### [YOUR ASSIGNMENT]
Which lines run from the start of the data below to the line containing "partially formed: each"? Set them down exactly, with none added.

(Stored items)
◇ ◇ ◇

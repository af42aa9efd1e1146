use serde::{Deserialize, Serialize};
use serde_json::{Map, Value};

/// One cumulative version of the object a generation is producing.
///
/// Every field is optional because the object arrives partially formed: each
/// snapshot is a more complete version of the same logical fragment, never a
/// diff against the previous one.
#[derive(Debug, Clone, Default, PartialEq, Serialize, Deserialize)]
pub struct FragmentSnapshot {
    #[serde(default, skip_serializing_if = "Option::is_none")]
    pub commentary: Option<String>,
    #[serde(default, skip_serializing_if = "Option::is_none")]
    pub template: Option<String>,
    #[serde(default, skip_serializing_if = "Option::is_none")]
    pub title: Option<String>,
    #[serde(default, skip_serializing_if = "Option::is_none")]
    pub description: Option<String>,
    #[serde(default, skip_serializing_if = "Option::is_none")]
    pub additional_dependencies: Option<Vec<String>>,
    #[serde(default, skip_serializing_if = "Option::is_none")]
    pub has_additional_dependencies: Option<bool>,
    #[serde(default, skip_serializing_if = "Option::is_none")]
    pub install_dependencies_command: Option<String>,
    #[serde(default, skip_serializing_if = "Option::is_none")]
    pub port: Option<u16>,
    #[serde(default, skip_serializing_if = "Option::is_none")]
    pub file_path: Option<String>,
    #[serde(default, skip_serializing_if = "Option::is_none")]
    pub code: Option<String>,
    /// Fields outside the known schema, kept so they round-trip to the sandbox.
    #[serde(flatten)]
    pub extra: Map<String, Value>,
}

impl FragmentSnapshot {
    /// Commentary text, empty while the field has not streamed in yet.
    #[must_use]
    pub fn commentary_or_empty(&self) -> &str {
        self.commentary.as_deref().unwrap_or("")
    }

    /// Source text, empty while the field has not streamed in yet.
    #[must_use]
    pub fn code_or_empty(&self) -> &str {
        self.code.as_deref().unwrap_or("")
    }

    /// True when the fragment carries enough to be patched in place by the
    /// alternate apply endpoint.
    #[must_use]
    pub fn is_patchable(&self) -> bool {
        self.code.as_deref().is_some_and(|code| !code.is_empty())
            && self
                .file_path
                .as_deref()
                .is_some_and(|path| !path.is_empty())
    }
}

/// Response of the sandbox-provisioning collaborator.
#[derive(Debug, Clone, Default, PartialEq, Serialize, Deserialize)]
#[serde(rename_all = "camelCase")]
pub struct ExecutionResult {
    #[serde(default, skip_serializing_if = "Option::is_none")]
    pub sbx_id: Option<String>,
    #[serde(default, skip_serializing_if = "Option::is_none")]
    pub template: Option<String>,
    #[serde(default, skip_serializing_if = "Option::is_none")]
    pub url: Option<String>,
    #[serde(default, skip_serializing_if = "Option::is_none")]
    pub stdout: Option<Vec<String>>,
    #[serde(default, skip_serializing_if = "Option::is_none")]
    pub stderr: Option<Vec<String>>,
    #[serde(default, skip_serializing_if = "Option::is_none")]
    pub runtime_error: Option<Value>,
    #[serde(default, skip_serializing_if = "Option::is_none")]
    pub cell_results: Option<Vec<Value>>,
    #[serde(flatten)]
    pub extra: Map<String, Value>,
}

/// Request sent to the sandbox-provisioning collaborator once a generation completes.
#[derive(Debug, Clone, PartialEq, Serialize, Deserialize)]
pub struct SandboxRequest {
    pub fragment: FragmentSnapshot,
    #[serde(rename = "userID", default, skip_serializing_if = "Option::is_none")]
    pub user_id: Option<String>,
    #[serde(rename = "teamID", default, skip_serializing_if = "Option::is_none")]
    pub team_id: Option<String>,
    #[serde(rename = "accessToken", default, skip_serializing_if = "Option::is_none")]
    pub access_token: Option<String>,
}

◇ ◇ ◇

### [COMPLETED EXERCISE]
repository af42aa9efd1e1146
use serde::{Deserialize, Serialize};
use serde_json::{Map, Value};

/// One cumulative version of the object a generation is producing.
///
/// Every field is optional because the object arrives partially formed: each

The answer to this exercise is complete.